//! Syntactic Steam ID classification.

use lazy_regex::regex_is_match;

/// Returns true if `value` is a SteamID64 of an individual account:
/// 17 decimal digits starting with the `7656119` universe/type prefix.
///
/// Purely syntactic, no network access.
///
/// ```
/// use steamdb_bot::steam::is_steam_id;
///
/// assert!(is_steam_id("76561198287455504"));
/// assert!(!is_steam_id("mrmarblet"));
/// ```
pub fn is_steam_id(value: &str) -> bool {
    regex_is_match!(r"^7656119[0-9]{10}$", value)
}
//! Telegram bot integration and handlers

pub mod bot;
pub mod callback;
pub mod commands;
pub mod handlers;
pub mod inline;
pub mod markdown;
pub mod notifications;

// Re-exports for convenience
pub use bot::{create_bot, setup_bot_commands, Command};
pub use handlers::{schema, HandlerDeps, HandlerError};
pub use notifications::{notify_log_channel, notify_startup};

--- --- ---

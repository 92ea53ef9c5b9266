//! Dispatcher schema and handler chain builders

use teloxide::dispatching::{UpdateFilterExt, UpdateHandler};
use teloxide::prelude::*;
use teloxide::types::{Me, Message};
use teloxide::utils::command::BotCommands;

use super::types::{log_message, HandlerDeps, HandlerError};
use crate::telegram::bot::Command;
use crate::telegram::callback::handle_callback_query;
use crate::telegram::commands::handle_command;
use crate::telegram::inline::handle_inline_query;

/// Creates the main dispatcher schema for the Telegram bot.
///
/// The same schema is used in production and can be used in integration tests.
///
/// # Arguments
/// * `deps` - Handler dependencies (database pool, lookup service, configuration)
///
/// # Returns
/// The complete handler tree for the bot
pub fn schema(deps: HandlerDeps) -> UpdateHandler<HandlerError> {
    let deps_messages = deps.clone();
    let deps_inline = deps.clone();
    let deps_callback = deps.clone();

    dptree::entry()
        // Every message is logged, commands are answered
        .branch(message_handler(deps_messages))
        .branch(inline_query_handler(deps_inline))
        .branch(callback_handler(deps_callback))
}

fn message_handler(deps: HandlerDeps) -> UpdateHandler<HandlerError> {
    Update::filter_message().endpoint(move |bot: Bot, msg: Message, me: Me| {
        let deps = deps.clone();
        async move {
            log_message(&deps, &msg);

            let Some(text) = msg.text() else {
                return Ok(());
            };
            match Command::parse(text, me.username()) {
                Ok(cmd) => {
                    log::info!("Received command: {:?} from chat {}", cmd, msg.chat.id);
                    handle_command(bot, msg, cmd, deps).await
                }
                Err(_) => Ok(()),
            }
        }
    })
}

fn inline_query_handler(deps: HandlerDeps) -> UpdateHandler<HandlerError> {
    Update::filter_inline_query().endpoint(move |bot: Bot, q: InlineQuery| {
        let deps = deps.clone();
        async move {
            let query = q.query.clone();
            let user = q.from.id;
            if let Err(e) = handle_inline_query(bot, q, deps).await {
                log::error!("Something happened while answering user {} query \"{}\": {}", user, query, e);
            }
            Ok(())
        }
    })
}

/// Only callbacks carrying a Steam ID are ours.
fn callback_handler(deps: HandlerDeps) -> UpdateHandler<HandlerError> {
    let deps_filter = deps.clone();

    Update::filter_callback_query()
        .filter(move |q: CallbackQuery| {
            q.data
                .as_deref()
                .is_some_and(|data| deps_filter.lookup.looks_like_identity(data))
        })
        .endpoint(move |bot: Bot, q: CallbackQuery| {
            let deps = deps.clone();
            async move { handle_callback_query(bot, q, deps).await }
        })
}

--- --- ---

• [What is needed]:
Where does "HandlerError" appear in the listing? Show every line that has it.

• [Answer box]:
pub use handlers::{schema, HandlerDeps, HandlerError};
use super::types::{log_message, HandlerDeps, HandlerError};
pub fn schema(deps: HandlerDeps) -> UpdateHandler<HandlerError> {
fn message_handler(deps: HandlerDeps) -> UpdateHandler<HandlerError> {
fn inline_query_handler(deps: HandlerDeps) -> UpdateHandler<HandlerError> {
fn callback_handler(deps: HandlerDeps) -> UpdateHandler<HandlerError> {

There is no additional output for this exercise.